Cross-country is an awesome sport because of how physically demanding it is. It’s a suffer-fest, but you really get to push yourself and test your limits, both physically and mentally. Like any endurance sport, you’ve got to be slightly mad to enjoy it… but once you get into it, it’s easy to get hooked!
The most important attribute that makes a successful cross-country skier is the ability to push yourself hard. If you’re going to win you have to have a big engine, but you also have to be able to cope with suffering and push through the pain better than your competitors. You’ve got to cope with huge volumes of training- sometime’s you’re so wrecked that just getting out of bed in the morning is a struggle, but in spite of this you need to get out and get the job done!
I like to look for inspiration from other sports, no matter what the sport there’s usually something you can learn from what they’re doing, whether it’s a chess player’s ability to make decisions quickly under pressure or gymnast’s strength and flexibility.

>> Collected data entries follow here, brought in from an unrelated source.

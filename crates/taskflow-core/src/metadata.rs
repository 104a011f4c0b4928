//! Almacén de resultados por step, indexado por nombre.
//!
//! Cada step puede dejar un valor opaco (JSON) al correr su acción o su
//! condición; cualquier step posterior, o un lector externo, lo recupera
//! por el nombre del step escritor. El valor escrito por el intento `k`
//! queda visible para el intento `k+1`: no hay rollback en reintentos, y
//! un fallo posterior jamás corrompe entradas de steps ya completados.
//!
//! Los nombres no están obligados a ser únicos: ante nombres repetidos la
//! entrada es del escritor ejecutado más recientemente (last-writer-wins).
//! Es la convención del dominio, aquí documentada como comportamiento.

use serde::de::DeserializeOwned;
use serde::Serialize;
use serde_json::Value;
use std::collections::HashMap;

#[derive(Debug, Default)]
pub struct MetadataStore {
    entries: HashMap<String, Value>,
}

impl MetadataStore {
    pub fn new() -> Self {
        Self::default()
    }

    /// Guarda (o reemplaza) la entrada del step `step_name`.
    pub fn set_value(&mut self, step_name: &str, value: Value) {
        self.entries.insert(step_name.to_string(), value);
    }

    /// Serializa `value` y lo guarda bajo `step_name`.
    pub fn set<T: Serialize>(&mut self, step_name: &str, value: &T) -> serde_json::Result<()> {
        let v = serde_json::to_value(value)?;
        self.set_value(step_name, v);
        Ok(())
    }

    /// Valor crudo, si el step escribió alguno.
    pub fn get_value(&self, step_name: &str) -> Option<&Value> {
        self.entries.get(step_name)
    }

    /// Valor deserializado a `T`. `None` si el step no corrió, nunca
    /// escribió, o el valor no tiene la forma pedida.
    pub fn get<T: DeserializeOwned>(&self, step_name: &str) -> Option<T> {
        self.entries
            .get(step_name)
            .and_then(|v| serde_json::from_value(v.clone()).ok())
    }

    pub fn contains(&self, step_name: &str) -> bool {
        self.entries.contains_key(step_name)
    }

    pub fn len(&self) -> usize {
        self.entries.len()
    }

    pub fn is_empty(&self) -> bool {
        self.entries.is_empty()
    }
}

#[cfg(test)]
mod tests {
    use super::*;
    use serde_json::json;

    #[test]
    fn absent_entry_reads_none() {
        let store = MetadataStore::new();
        assert_eq!(store.get::<u32>("never-ran"), None);
        assert!(!store.contains("never-ran"));
    }

    #[test]
    fn typed_round_trip_and_overwrite() {
        let mut store = MetadataStore::new();
        store.set("find npc", &42u32).unwrap();
        assert_eq!(store.get::<u32>("find npc"), Some(42));

        // Un escritor posterior con el mismo nombre gana.
        store.set_value("find npc", json!({"id": 7}));
        assert_eq!(store.get::<u32>("find npc"), None);
        assert_eq!(store.get_value("find npc"), Some(&json!({"id": 7})));
    }

    #[test]
    fn wrong_shape_reads_none() {
        let mut store = MetadataStore::new();
        store.set_value("step", json!("a string"));
        assert_eq!(store.get::<Vec<u8>>("step"), None);
    }
}
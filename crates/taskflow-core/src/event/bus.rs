//! Bus de notificaciones: publicación síncrona + log append-only.

use chrono::{DateTime, Utc};
use std::panic::{catch_unwind, AssertUnwindSafe};
use uuid::Uuid;

use super::{QueueEvent, QueueEventKind};

/// Observador de eventos de la cola.
pub type Subscriber = Box<dyn FnMut(&QueueEvent)>;

/// Canal de publicación de eventos de una cola.
///
/// La cola publica; los suscriptores externos observan. Sin garantía de
/// entrega a suscriptores que fallan: un panic dentro de un suscriptor se
/// contiene y el tick continúa.
pub trait EventBus {
    /// Publica un evento, lo entrega a los suscriptores y lo devuelve
    /// completo (con `seq` y `ts`).
    fn publish(&mut self, queue_id: Uuid, ts: DateTime<Utc>, kind: QueueEventKind) -> QueueEvent;

    /// Eventos publicados hasta ahora, en orden ascendente por `seq`.
    fn list(&self) -> Vec<QueueEvent>;

    /// Registra un observador.
    fn subscribe(&mut self, subscriber: Subscriber);
}

/// Bus in-memory: log en un `Vec` + suscriptores síncronos.
#[derive(Default)]
pub struct InMemoryEventBus {
    log: Vec<QueueEvent>,
    subscribers: Vec<Subscriber>,
}

impl InMemoryEventBus {
    pub fn new() -> Self {
        Self::default()
    }
}

impl EventBus for InMemoryEventBus {
    fn publish(&mut self, queue_id: Uuid, ts: DateTime<Utc>, kind: QueueEventKind) -> QueueEvent {
        let ev = QueueEvent { seq: self.log.len() as u64,
                              queue_id,
                              kind,
                              ts };
        self.log.push(ev.clone());

        for sub in self.subscribers.iter_mut() {
            // Best-effort: un suscriptor que revienta no aborta el tick.
            if catch_unwind(AssertUnwindSafe(|| sub(&ev))).is_err() {
                tracing::warn!(seq = ev.seq, "event subscriber panicked; event dropped for it");
            }
        }
        ev
    }

    fn list(&self) -> Vec<QueueEvent> {
        self.log.clone()
    }

    fn subscribe(&mut self, subscriber: Subscriber) {
        self.subscribers.push(subscriber);
    }
}

impl std::fmt::Debug for InMemoryEventBus {
    fn fmt(&self, f: &mut std::fmt::Formatter<'_>) -> std::fmt::Result {
        f.debug_struct("InMemoryEventBus")
         .field("log", &self.log.len())
         .field("subscribers", &self.subscribers.len())
         .finish()
    }
}
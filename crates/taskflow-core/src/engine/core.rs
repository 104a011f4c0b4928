//! Core TaskQueue implementation

use chrono::{DateTime, Utc};
use serde::de::DeserializeOwned;
use uuid::Uuid;

use crate::event::{EventBus, InMemoryEventBus, QueueEvent, QueueEventKind, Subscriber};
use crate::errors::StepError;
use crate::metadata::MetadataStore;
use crate::step::{StepCtx, StepState, TaskStep};
use crate::time::{self, Clock, SystemClock};

/// Estado de ejecución de la cola.
#[derive(Debug, Clone, Copy, PartialEq, Eq)]
pub enum RunState {
    /// Sin run en curso. La cola puede poblarse y arrancarse.
    Idle,
    /// Un driver externo la avanza tick a tick.
    Running,
    /// Ticks suspendidos; cursor y step en vuelo intactos.
    Paused,
    /// `stop()` pedido; el próximo tick ejecuta el desmonte y vuelve a `Idle`.
    Stopped,
}

/// Peticiones de control que un callback de fallo puede dejar anotadas.
///
/// Los callbacks no reciben la cola (correría dentro de su propio tick);
/// reciben esto. Las peticiones se aplican al terminar el callback y toman
/// efecto en el próximo `advance()`, nunca a mitad de un callback.
#[derive(Debug, Default, Clone, Copy, PartialEq, Eq)]
pub struct QueueControl {
    pub(crate) stop: bool,
    pub(crate) skip: bool,
}

impl QueueControl {
    /// Pide detener el run completo.
    pub fn stop(&mut self) {
        self.stop = true;
    }

    /// Pide cancelar el step actual y avanzar el cursor.
    pub fn skip_current(&mut self) {
        self.skip = true;
    }
}

/// Cola de steps con avance cooperativo por ticks.
///
/// La cola es pasiva: no posee hilo. Toda mutación ocurre dentro de
/// `advance()`, invocado por exactamente un driver externo, una vez por
/// tick, nunca reentrante. Los steps ejecutan estrictamente en orden de
/// encolado; no hay ejecución concurrente de dos steps.
///
/// Política documentada: un step que termina en `Failed` o `TimedOut` deja
/// la cola ESTACIONADA sobre él: el cursor no avanza y los ticks no hacen
/// nada hasta que un callback o un llamador externo pida `stop()` o
/// `skip_current()`. Es un punto de intervención manual deliberado.
pub struct TaskQueue<C: Clock = SystemClock, B: EventBus = InMemoryEventBus> {
    id: Uuid,
    name: String,
    steps: Vec<TaskStep>,
    cursor: usize,
    run_state: RunState,
    skip_requested: bool,
    metadata: MetadataStore,
    bus: B,
    clock: C,
}

impl TaskQueue<SystemClock, InMemoryEventBus> {
    /// Cola con reloj de sistema y bus in-memory.
    pub fn new(name: impl Into<String>) -> Self {
        Self::with_parts(name, SystemClock, InMemoryEventBus::new())
    }
}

Pre-race I usually start to get nervous on the way to the venue. Heading out onto the track to warm up is a bit of a relief, I’ve got a standard routine and a checklist of things to get done. My body definitely seems to know what’s coming, just the act of going through the warm up triggers me to really get my race head on and helps convert my nerves into focussed energy. By the end of the warm up I’m always in the zone and raring to go!
If you’re interested in cross-country skiing, then you should give it a go! It’s an amazing form of training for the whole body, I’ve made it sound horrible and painful, but it can also be relaxing. There’s not much that beats taking your time gliding through the mountains on a cold, sunny day in the winter!